- _WHAT THIS TASK INVOLVES_: Within the records below, filter for lines carrying the word "struct" and copy them.

─── MATERIAL FOR THE TASK

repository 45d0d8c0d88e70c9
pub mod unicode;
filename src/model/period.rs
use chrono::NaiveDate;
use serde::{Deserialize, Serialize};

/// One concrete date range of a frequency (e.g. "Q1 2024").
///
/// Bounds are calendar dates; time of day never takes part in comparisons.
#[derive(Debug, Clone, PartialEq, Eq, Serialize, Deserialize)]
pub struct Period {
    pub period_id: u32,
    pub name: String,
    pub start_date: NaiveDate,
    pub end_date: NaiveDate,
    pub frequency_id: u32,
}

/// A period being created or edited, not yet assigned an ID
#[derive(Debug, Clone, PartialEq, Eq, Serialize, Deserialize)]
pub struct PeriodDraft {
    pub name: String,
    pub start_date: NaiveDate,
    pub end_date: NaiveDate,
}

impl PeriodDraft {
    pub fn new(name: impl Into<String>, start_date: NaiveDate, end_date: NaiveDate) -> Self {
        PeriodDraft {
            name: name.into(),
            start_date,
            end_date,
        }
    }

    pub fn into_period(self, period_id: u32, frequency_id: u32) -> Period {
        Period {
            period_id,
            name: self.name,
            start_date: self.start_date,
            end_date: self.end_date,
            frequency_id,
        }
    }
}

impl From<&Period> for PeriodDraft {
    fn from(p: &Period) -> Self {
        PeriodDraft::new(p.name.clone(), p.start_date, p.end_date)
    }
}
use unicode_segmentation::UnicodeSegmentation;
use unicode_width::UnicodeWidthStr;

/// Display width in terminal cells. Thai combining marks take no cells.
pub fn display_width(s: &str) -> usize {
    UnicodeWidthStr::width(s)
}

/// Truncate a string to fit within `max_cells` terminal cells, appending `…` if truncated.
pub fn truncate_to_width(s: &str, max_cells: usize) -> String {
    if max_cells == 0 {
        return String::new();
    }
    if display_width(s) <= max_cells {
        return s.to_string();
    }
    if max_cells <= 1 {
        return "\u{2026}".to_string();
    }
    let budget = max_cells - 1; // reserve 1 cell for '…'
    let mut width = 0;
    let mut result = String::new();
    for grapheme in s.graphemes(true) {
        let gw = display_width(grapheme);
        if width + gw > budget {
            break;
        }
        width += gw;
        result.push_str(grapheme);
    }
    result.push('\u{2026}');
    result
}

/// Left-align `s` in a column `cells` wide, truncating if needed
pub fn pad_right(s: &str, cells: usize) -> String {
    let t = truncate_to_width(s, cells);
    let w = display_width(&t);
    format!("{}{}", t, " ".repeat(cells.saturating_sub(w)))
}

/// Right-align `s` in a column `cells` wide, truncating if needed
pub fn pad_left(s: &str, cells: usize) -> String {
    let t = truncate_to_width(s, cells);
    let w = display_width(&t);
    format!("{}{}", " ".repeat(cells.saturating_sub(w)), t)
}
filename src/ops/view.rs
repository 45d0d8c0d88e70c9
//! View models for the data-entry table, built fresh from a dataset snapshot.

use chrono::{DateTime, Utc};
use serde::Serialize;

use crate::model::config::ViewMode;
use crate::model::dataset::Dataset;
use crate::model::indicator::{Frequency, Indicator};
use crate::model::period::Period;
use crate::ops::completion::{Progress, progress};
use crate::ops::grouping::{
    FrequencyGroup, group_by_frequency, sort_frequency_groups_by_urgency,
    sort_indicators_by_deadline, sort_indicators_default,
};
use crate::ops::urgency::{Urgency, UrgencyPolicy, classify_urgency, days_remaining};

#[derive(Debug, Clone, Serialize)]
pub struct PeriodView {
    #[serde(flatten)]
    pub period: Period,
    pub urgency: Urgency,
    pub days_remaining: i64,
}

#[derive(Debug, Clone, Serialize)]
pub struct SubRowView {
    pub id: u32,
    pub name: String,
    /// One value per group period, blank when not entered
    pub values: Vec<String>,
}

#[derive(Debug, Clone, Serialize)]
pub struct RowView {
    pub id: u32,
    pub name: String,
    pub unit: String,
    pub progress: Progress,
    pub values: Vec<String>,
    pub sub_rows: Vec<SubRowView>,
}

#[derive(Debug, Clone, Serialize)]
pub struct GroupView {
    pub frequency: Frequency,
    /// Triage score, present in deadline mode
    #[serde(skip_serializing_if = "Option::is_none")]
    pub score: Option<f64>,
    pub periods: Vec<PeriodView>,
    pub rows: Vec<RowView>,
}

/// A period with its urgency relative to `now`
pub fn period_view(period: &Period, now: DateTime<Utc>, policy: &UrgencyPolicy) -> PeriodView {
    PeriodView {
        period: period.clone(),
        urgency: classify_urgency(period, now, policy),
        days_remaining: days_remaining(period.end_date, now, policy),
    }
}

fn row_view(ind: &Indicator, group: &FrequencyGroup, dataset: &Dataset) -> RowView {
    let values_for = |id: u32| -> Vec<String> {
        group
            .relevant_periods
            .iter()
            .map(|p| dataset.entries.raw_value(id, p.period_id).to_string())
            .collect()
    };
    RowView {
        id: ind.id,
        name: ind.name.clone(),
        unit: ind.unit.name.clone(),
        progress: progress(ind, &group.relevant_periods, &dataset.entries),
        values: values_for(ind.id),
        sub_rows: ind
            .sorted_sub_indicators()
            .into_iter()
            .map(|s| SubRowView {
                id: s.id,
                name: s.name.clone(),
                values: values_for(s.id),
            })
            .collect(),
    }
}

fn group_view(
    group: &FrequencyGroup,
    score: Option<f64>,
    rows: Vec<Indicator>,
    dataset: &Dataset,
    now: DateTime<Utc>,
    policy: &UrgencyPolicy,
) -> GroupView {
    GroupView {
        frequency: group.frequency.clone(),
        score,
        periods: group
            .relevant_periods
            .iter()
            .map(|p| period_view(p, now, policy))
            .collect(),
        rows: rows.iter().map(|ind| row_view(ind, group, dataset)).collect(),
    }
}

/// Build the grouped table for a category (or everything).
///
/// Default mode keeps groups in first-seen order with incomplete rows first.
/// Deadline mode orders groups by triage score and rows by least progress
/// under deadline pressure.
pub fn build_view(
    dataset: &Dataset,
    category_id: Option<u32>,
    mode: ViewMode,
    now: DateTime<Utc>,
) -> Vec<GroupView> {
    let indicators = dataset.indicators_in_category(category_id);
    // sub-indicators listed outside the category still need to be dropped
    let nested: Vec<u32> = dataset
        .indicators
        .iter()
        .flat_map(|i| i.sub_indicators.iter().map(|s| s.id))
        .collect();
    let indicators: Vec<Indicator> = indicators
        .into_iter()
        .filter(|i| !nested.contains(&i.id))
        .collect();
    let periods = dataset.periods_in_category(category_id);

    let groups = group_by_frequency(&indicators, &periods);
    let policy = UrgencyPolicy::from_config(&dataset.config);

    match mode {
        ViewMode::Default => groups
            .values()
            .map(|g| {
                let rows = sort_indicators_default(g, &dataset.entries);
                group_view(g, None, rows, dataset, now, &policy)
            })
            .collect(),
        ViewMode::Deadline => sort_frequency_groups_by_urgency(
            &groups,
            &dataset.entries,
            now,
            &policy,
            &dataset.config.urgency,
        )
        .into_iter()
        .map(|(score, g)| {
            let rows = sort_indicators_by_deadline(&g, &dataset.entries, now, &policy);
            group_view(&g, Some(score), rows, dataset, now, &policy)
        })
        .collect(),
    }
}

──────

- _ANSWER SECTION_:
pub struct Period {
pub struct PeriodDraft {
pub struct PeriodView {
pub struct SubRowView {
pub struct RowView {
pub struct GroupView {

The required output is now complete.